Marco_Bayarena_'s avatar
Marco_Bayarena_
Icon for Altostratus rankAltostratus
Aug 22, 2012

HTTPS Redirect to another HTTPS domain using same VS.

I have a VS configured with a Client SSL profile for domain www.newsite.com. We are trying to migrate off an old domain name called www.oldsite.com that was using the same VS. Originally the Client Profile was set to www.oldsite.com certificate.

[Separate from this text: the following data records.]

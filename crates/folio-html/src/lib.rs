//! HTML tokenizer and fragment parser for the folio content pipeline.
//!
//! # Scope
//!
//! This crate implements:
//! - **HTML Tokenizer** ([WHATWG § 13.2.5](https://html.spec.whatwg.org/multipage/parsing.html#tokenization))
//!   - Data, RCDATA/RAWTEXT, tag, and attribute states
//!   - Comment, bogus comment, and DOCTYPE handling
//!   - Named and numeric character references
//!
//! - **Fragment tree builder** (after [WHATWG § 13.2.6](https://html.spec.whatwg.org/multipage/parsing.html#tree-construction))
//!   - Stack of open elements with implied end tags for `p`, `li`, headings, and `a`
//!   - Void elements, stray end tags, `</p>` and `</br>` recovery
//!
//! # Not Implemented
//!
//! - Insertion modes, foster parenting, and the adoption agency algorithm
//! - Script data escape states and CDATA sections
//! - Foreign content (SVG/MathML subtrees are kept as plain elements)
//!
//! Both stages are total: any string produces a tree, and every recovery is
//! recorded as a [`ParseIssue`].

/// Parse issues shared by both stages.
pub mod issue;
/// Fragment tree construction.
pub mod parser;
/// HTML tokenizer for converting input into tokens.
pub mod tokenizer;

use folio_common::warning::Warnings;
use folio_dom::DomTree;

pub use issue::{ParseIssue, ParseStage};
pub use parser::{HtmlParser, VOID_ELEMENTS, format_tree};
pub use tokenizer::{Attribute, HtmlTokenizer, Token, TokenizerState};

/// A parsed fragment and everything that was recovered from on the way.
#[derive(Debug, Clone)]
pub struct ParsedFragment {
    /// The fragment's tree, rooted at [`folio_dom::NodeId::ROOT`].
    pub dom: DomTree,
    /// Tokenizer issues first, then tree builder issues.
    pub issues: Vec<ParseIssue>,
}

impl ParsedFragment {
    /// True if the tokenizer had to recover from malformed markup.
    #[must_use]
    pub fn has_tokenizer_issues(&self) -> bool {
        self.issues.iter().any(ParseIssue::is_tokenizer_issue)
    }

    /// Report every issue into `warnings`, under its stage's log target.
    ///
    /// Repeated issues are reported once per set, however often the
    /// markup repeats them.
    pub fn report(&self, warnings: &mut Warnings) {
        for issue in &self.issues {
            let _ = warnings.warn(issue.stage.log_target(), &issue.message);
        }
    }
}

/// Tokenize and build `html` in one call.
///
/// # Example
/// ```
/// let fragment = folio_html::parse_fragment("<p>Pool <b>Hours</b>");
/// assert!(fragment.issues.is_empty());
/// ```
#[must_use]
pub fn parse_fragment(html: &str) -> ParsedFragment {
    let mut tokenizer = HtmlTokenizer::new(html);
    tokenizer.run();
    let (tokens, mut issues) = tokenizer.into_parts();
    let (dom, builder_issues) = HtmlParser::new(tokens).run_with_issues();
    issues.extend(builder_issues);
    ParsedFragment { dom, issues }
}
//! Helper functions for the HTML tokenizer.
//!
//! [§ 13.2.5 Tokenization](https://html.spec.whatwg.org/multipage/parsing.html#tokenization)
//!
//! State transitions, input lookahead, token emission, the raw text end tag
//! helpers, and parse error reporting.

use super::core::{HtmlTokenizer, TokenizerState};
use super::token::Token;
use crate::issue::{ParseIssue, ParseStage};

/// Log target for everything the tokenizer reports.
pub(super) const LOG_TARGET: &str = ParseStage::Tokenizer.log_target();

/// [§ 13.2.6.2](https://html.spec.whatwg.org/multipage/parsing.html#generic-rcdata-element-parsing-algorithm)
/// Elements whose content is text with character references decoded.
const RCDATA_ELEMENTS: &[&str] = &["title", "textarea"];

/// [§ 13.2.6.3](https://html.spec.whatwg.org/multipage/parsing.html#generic-raw-text-element-parsing-algorithm)
/// Elements whose content is taken verbatim up to the matching end tag.
///
/// `script` and `noscript` are folded in here: their content is dropped
/// downstream, so the script data escape states would buy nothing.
const RAWTEXT_ELEMENTS: &[&str] = &[
    "style", "script", "xmp", "iframe", "noembed", "noframes", "noscript",
];

// =============================================================================
// State Transition Helpers
// =============================================================================

impl HtmlTokenizer {
    /// "Switch to the X state"
    ///
    /// The next character will be consumed on the next iteration of the main loop.
    pub(super) const fn switch_to(&mut self, new_state: TokenizerState) {
        self.state = new_state;
    }

    /// "Reconsume in the X state"
    ///
    /// The current character is processed again in the new state.
    pub(super) const fn reconsume_in(&mut self, new_state: TokenizerState) {
        self.reconsume = true;
        self.state = new_state;
    }

    /// "Reconsume in the return state"
    ///
    /// A missing return state can only come from a tokenizer bug; falling
    /// back to the data state keeps the run total.
    pub(super) fn reconsume_in_return_state(&mut self) {
        let state = self.return_state.take().unwrap_or(TokenizerState::Data);
        self.reconsume_in(state);
    }

    /// "Switch to the return state"
    pub(super) fn switch_to_return_state(&mut self) {
        let state = self.return_state.take().unwrap_or(TokenizerState::Data);
        self.switch_to(state);
    }
}

// =============================================================================
// Input/Character Helpers
// =============================================================================

impl HtmlTokenizer {
    /// "Consume the next input character"
    ///
    /// Returns None once the end of input is reached.
    pub(super) fn consume(&mut self) -> Option<char> {
        let c = self.input.get(self.pos).copied();
        if c.is_some() {
            self.pos += 1;
        }
        c
    }

    /// Undo the last consume so lookahead states can inspect the input
    /// starting at the current input character.
    pub(super) const fn step_back(&mut self) {
        if self.current_input_character.is_some() && self.pos > 0 {
            self.pos -= 1;
        }
    }

    /// Peek at the code point `offset` characters past the current position.
    #[must_use]
    pub fn peek_codepoint(&self, offset: usize) -> Option<char> {
        self.input.get(self.pos + offset).copied()
    }

    /// "If the next few characters are..."
    #[must_use]
    pub fn next_few_characters_are(&self, target: &str) -> bool {
        target
            .chars()
            .enumerate()
            .all(|(i, expected)| self.peek_codepoint(i) == Some(expected))
    }

    /// "ASCII case-insensitive match for the word 'DOCTYPE'"
    #[must_use]
    pub fn next_few_characters_are_case_insensitive(&self, target: &str) -> bool {
        target.chars().enumerate().all(|(i, expected)| {
            self.peek_codepoint(i)
                .is_some_and(|c| c.eq_ignore_ascii_case(&expected))
        })
    }

    /// Consume `target`. Callers check the lookahead first.
    pub(super) fn consume_string(&mut self, target: &str) {
        self.pos = (self.pos + target.chars().count()).min(self.input.len());
    }

    /// [§ 4.6 ASCII whitespace](https://infra.spec.whatwg.org/#ascii-whitespace)
    ///
    /// The tokenizer's subset: CR never reaches it after preprocessing.
    pub(super) const fn is_whitespace_char(input_char: char) -> bool {
        matches!(input_char, ' ' | '\t' | '\n' | '\x0C')
    }
}

// =============================================================================
// Token Emission Helpers
// =============================================================================

impl HtmlTokenizer {
    /// "Emit the current token"
    ///
    /// Start tags for raw text elements also switch the tokenizer into the
    /// raw text state: the tree builder runs after tokenization, so the
    /// switch it would normally request happens here.
    pub(super) fn emit_token(&mut self) {
        let Some(token) = self.current_token.take() else {
            return;
        };
        if let Token::StartTag { ref name, .. } = token {
            self.last_start_tag_name = Some(name.clone());
            if RCDATA_ELEMENTS.contains(&name.as_str()) {
                self.raw_text_decodes_references = true;
                self.switch_to(TokenizerState::RawText);
            } else if RAWTEXT_ELEMENTS.contains(&name.as_str()) {
                self.raw_text_decodes_references = false;
                self.switch_to(TokenizerState::RawText);
            }
        }
        self.push_token(token);
    }

    /// "Emit the current input character as a character token."
    pub(super) fn emit_character_token(&mut self, c: char) {
        self.push_token(Token::new_character(c));
    }

    /// "Emit an end-of-file token."
    pub(super) fn emit_eof_token(&mut self) {
        self.push_token(Token::EndOfFile);
        self.at_eof = true;
    }

    /// Emit the current token, then the end-of-file token.
    pub(super) fn emit_token_then_eof(&mut self) {
        self.emit_token();
        self.emit_eof_token();
    }

    fn push_token(&mut self, mut token: Token) {
        if token.drop_duplicate_attribute() {
            self.parse_error("duplicate-attribute");
        }
        log::trace!(target: LOG_TARGET, "{token}");
        self.token_stream.push(token);
    }
}

// =============================================================================
// Raw Text Helpers
// =============================================================================

impl HtmlTokenizer {
    /// [§ 13.2.5.11 RCDATA end tag name state](https://html.spec.whatwg.org/multipage/parsing.html#rcdata-end-tag-name-state)
    ///
    /// "An appropriate end tag token is an end tag token whose tag name matches
    /// the tag name of the last start tag to have been emitted from this
    /// tokenizer, if any."
    pub(super) fn is_appropriate_end_tag_token(&self) -> bool {
        matches!(
            (&self.last_start_tag_name, &self.current_token),
            (Some(last), Some(Token::EndTag { name })) if name == last
        )
    }

    /// "Anything else":
    /// "Emit a U+003C LESS-THAN SIGN character token, a U+002F SOLIDUS character
    /// token, and a character token for each of the characters in the temporary
    /// buffer... Reconsume in the RAWTEXT state."
    pub(super) fn emit_raw_text_end_tag_name_anything_else(&mut self) {
        self.emit_character_token('<');
        self.emit_character_token('/');
        let buffer = std::mem::take(&mut self.temporary_buffer);
        for c in buffer.chars() {
            self.emit_character_token(c);
        }
        self.current_token = None;
        self.reconsume_in(TokenizerState::RawText);
    }
}

// =============================================================================
// Attribute Helpers
// =============================================================================

impl HtmlTokenizer {
    /// "Start a new attribute in the current tag token."
    ///
    /// The attribute being left is complete at this point, so this is where
    /// the duplicate-attribute check runs; the last attribute is checked on
    /// emission.
    pub(super) fn start_new_attribute(&mut self) {
        let duplicate = self
            .current_token
            .as_mut()
            .is_some_and(Token::drop_duplicate_attribute);
        if duplicate {
            self.parse_error("duplicate-attribute");
        }
        if let Some(token) = self.current_token.as_mut() {
            token.start_new_attribute();
        }
    }

    /// Append to the current attribute's value.
    pub(super) fn append_to_attribute_value(&mut self, c: char) {
        if let Some(token) = self.current_token.as_mut() {
            token.append_to_current_attribute_value(c);
        }
    }

    /// Append to the current attribute's name.
    pub(super) fn append_to_attribute_name(&mut self, c: char) {
        if let Some(token) = self.current_token.as_mut() {
            token.append_to_current_attribute_name(c);
        }
    }

    /// Append to the current tag token's name.
    pub(super) fn append_to_tag_name(&mut self, c: char) {
        if let Some(token) = self.current_token.as_mut() {
            token.append_to_tag_name(c);
        }
    }

    /// Append to the current comment or DOCTYPE token's data.
    pub(super) fn append_to_data(&mut self, c: char) {
        if let Some(token) = self.current_token.as_mut() {
            token.append_to_data(c);
        }
    }
}

// =============================================================================
// Error Handling
// =============================================================================

impl HtmlTokenizer {
    /// [§ 13.2.2 Parse errors](https://html.spec.whatwg.org/multipage/parsing.html#parse-errors)
    ///
    /// Records the error with the input position. Parse errors are never
    /// fatal; the state machine always has a recovery path.
    pub(super) fn parse_error(&mut self, message: &str) {
        log::debug!(target: LOG_TARGET, "{message} at {}", self.pos);
        self.issues.push(ParseIssue {
            stage: ParseStage::Tokenizer,
            message: message.to_string(),
            position: self.pos,
        });
    }
}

We changed the profile to use the SSL certificate for www.newsite.com.

 

 

I would like for when someone browses to https://www.oldsite.com to redirect to https://www.newsite.com.

 

 

When I create the iRule,

 

 

when HTTP_REQUEST {

 

if { [HTTP::host] equals "www.oldsite.com" }

 

HTTP::redirect "https://www.newsite.com"

 

}

 

}

 

 

It doesn't seem to trigger because the browser is looking for the certificate for www.oldsite.com. It works when it is an HTTP request to www.oldsite.com. It fails when it is HTTPS.

 

 

Is there a way to make this rule or some other method to trigger immediately before the browser checks the common name of the cert?

 

application delivery
dev
devops
iRules

3 Replies

Sort By
  • nathe's avatar
    nathe
    Icon for Cirrocumulus rankCirrocumulus
    Aug 22, 2012
    Marco

     

     

    I think the only solution to this would be a SAN certificate, including both domains, on the VS.

     

     

    Alternatively could you change the IP address of the oldsite domain and point it to a different VS (with the oldsite SSL profile/certificate) which does a redirect to the new domain name / VS?

     

     

    Rgds

     

    N
  • nitass's avatar
    nitass
    Icon for Employee rankEmployee
    Aug 22, 2012
    this is some information about sni.

     

     

    sol13452: Configuring a virtual server to serve multiple HTTPS sites using TLS Server Name Indication (SNI) feature

     

    http://support.f5.com/kb/en-us/solutions/public/13000/400/sol13452.html

     

     

    Multiple Certs, One VIP: TLS Server Name Indication via iRules by Colin

     

    https://devcentral.f5.com/Tutorials/TechTips/tabid/63/articleType/ArticleView/articleId/1086451/Multiple-Certs-One-VIP-TLS-Server-Name-Indication-via-iRules.aspx
  • Marco_Bayarena_'s avatar
    Marco_Bayarena_
    Icon for Altostratus rankAltostratus
    Aug 22, 2012
    I had a feeling I would have to create another VS and assigned the old SSL cert to that. Thanks for the responses.